> TASK ITEM
This exercise calls for copying every line below that holds the word "crate".

> Recorded data
+===+
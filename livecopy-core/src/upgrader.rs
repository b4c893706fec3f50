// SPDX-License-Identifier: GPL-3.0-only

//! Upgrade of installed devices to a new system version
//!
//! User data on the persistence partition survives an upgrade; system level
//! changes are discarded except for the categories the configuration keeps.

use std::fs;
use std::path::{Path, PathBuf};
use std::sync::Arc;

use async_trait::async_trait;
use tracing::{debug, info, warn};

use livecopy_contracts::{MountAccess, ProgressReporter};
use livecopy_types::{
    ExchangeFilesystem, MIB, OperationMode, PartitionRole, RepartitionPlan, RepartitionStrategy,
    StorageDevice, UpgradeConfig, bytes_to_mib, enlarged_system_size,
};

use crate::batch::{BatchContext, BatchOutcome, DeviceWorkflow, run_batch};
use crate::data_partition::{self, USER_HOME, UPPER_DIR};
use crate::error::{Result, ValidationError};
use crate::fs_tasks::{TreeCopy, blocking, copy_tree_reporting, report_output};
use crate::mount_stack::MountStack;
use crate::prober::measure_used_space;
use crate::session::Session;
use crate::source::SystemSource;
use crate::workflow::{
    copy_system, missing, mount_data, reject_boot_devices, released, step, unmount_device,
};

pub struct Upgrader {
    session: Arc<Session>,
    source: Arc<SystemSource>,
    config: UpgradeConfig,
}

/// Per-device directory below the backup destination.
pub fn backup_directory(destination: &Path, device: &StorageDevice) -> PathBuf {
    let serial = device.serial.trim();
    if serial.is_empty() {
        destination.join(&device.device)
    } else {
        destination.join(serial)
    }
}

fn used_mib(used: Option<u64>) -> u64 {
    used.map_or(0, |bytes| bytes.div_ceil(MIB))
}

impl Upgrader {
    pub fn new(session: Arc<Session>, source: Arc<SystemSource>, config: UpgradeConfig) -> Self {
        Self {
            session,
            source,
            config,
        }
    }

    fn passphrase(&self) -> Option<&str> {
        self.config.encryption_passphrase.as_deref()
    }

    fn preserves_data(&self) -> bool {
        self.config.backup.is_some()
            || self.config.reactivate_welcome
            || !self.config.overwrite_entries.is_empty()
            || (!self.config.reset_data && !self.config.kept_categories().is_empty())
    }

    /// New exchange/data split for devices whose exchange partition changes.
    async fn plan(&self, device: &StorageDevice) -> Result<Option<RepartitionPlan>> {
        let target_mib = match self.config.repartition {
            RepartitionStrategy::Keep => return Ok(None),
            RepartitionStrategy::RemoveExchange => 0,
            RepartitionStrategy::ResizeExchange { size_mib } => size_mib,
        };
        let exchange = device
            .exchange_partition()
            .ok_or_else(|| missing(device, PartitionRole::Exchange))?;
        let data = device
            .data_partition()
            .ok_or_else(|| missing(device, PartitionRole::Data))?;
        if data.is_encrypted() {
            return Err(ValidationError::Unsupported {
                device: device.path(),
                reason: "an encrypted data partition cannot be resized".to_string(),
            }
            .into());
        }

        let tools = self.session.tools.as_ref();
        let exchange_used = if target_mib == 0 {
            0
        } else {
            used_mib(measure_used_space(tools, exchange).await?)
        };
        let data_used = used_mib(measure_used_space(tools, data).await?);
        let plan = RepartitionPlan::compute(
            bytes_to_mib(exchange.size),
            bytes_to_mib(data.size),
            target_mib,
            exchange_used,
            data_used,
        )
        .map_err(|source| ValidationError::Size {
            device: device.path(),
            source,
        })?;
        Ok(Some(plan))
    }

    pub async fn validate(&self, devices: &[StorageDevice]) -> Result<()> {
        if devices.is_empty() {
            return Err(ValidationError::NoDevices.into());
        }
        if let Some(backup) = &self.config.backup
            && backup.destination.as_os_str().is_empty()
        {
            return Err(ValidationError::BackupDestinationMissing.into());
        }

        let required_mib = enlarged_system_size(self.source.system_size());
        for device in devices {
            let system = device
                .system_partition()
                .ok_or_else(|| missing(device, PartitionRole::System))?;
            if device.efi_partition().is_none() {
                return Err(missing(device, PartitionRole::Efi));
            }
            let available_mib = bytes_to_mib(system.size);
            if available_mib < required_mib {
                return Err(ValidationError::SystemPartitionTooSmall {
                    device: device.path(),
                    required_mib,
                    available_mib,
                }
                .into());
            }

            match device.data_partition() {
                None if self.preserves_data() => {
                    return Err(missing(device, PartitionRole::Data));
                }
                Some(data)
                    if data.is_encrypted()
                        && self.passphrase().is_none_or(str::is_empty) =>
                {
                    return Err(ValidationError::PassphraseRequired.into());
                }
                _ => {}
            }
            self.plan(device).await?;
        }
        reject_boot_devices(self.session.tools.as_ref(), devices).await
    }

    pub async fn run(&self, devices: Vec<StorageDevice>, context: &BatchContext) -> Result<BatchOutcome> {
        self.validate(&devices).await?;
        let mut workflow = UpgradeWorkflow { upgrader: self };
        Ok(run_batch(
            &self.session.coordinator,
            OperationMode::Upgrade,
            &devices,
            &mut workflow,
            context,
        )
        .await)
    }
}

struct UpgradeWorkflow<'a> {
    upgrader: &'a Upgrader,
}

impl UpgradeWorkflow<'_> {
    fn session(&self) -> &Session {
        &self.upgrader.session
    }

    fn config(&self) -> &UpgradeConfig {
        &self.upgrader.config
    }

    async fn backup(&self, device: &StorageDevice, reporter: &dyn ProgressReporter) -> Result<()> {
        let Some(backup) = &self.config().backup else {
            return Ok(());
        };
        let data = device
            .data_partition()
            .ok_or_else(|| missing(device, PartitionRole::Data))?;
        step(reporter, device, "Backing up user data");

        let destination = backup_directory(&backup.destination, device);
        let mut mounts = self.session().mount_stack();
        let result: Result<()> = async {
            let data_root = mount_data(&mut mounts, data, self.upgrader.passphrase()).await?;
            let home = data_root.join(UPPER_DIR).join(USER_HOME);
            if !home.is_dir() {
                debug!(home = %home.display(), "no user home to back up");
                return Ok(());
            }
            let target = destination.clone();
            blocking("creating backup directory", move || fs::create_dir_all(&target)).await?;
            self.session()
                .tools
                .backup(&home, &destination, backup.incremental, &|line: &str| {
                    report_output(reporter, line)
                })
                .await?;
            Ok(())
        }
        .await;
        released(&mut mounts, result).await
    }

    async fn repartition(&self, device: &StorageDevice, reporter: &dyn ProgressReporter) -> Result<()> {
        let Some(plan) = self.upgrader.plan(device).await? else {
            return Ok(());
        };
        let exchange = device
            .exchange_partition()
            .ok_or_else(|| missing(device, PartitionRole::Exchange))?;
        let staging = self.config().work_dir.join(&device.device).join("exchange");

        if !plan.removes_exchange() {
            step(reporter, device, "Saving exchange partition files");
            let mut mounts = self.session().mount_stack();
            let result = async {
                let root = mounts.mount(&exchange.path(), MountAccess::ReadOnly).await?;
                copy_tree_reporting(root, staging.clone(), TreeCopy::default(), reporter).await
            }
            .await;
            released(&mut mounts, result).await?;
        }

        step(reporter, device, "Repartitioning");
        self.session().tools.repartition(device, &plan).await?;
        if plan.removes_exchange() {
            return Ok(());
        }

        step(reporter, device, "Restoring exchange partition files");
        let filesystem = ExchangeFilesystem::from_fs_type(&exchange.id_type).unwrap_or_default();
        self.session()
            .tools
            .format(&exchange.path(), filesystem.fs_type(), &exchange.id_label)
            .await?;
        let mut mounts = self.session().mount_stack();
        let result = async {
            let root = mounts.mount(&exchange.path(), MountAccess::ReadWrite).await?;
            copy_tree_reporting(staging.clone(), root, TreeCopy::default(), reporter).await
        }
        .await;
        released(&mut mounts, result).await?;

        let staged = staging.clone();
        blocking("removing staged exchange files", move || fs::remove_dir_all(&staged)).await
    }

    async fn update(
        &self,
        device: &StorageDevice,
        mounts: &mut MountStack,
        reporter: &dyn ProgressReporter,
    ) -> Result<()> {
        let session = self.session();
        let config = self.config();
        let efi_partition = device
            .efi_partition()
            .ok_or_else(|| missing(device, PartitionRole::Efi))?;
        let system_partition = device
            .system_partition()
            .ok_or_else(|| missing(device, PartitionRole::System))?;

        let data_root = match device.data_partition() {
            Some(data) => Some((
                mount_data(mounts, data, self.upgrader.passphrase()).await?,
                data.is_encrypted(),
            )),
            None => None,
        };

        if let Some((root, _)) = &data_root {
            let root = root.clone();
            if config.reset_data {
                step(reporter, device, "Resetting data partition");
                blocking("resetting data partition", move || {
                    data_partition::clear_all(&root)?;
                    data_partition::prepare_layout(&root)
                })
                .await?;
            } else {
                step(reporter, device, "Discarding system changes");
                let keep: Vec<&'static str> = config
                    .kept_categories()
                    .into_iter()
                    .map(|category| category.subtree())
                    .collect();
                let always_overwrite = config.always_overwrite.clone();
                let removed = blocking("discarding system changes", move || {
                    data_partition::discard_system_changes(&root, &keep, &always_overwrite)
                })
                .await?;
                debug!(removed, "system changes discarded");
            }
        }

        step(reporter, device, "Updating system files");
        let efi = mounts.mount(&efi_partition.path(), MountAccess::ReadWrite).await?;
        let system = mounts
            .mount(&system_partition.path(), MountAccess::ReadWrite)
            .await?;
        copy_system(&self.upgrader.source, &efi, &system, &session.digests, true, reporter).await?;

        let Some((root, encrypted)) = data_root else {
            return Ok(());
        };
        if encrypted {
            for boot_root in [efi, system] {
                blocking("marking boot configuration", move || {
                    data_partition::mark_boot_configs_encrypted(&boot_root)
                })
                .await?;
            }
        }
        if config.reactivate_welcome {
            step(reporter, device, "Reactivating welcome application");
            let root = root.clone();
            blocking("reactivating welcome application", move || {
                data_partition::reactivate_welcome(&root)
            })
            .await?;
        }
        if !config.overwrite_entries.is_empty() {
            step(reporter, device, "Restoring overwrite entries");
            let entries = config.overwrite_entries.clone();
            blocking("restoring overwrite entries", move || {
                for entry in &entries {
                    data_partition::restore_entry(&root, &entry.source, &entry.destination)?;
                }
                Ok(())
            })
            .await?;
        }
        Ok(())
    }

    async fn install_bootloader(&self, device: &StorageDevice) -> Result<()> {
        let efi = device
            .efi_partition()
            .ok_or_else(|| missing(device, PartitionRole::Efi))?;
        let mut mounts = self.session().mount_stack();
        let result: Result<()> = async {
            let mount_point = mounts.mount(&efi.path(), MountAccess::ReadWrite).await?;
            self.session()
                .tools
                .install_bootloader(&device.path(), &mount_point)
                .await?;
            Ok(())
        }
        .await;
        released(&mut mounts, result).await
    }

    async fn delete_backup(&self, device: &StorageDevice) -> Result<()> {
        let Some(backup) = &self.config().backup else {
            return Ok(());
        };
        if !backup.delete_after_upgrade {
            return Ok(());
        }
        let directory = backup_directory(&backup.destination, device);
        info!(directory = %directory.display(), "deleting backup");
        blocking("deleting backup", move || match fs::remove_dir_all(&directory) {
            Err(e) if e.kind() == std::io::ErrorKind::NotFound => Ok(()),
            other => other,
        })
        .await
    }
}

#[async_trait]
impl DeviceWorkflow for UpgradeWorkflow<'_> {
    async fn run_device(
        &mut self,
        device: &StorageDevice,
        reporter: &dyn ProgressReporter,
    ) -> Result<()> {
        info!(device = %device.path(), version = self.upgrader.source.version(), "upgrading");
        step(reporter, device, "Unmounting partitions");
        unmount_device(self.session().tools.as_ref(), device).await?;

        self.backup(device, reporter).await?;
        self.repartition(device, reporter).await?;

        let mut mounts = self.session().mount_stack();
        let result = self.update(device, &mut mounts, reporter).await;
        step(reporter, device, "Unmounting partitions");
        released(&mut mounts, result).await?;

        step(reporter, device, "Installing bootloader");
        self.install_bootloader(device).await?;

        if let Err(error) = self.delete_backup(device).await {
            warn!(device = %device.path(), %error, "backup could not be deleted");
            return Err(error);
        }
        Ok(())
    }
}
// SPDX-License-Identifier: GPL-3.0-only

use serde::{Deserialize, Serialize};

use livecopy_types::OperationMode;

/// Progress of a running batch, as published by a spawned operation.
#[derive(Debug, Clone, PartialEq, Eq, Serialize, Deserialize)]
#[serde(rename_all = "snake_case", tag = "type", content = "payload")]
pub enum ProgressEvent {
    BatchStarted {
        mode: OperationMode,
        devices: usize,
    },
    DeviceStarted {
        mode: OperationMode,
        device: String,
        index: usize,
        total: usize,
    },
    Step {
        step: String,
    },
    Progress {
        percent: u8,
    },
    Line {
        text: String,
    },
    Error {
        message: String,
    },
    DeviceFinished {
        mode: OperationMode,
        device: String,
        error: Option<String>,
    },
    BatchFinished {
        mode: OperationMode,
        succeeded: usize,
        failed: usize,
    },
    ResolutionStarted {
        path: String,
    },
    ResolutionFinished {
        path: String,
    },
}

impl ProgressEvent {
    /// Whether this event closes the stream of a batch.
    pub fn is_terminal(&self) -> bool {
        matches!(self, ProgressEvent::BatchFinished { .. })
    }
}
+===+
> OUTPUT FOR THIS EXERCISE
use crate::batch::{BatchContext, BatchOutcome, DeviceWorkflow, run_batch};
use crate::data_partition::{self, USER_HOME, UPPER_DIR};
use crate::error::{Result, ValidationError};
use crate::fs_tasks::{TreeCopy, blocking, copy_tree_reporting, report_output};
use crate::mount_stack::MountStack;
use crate::prober::measure_used_space;
use crate::session::Session;
use crate::source::SystemSource;
use crate::workflow::{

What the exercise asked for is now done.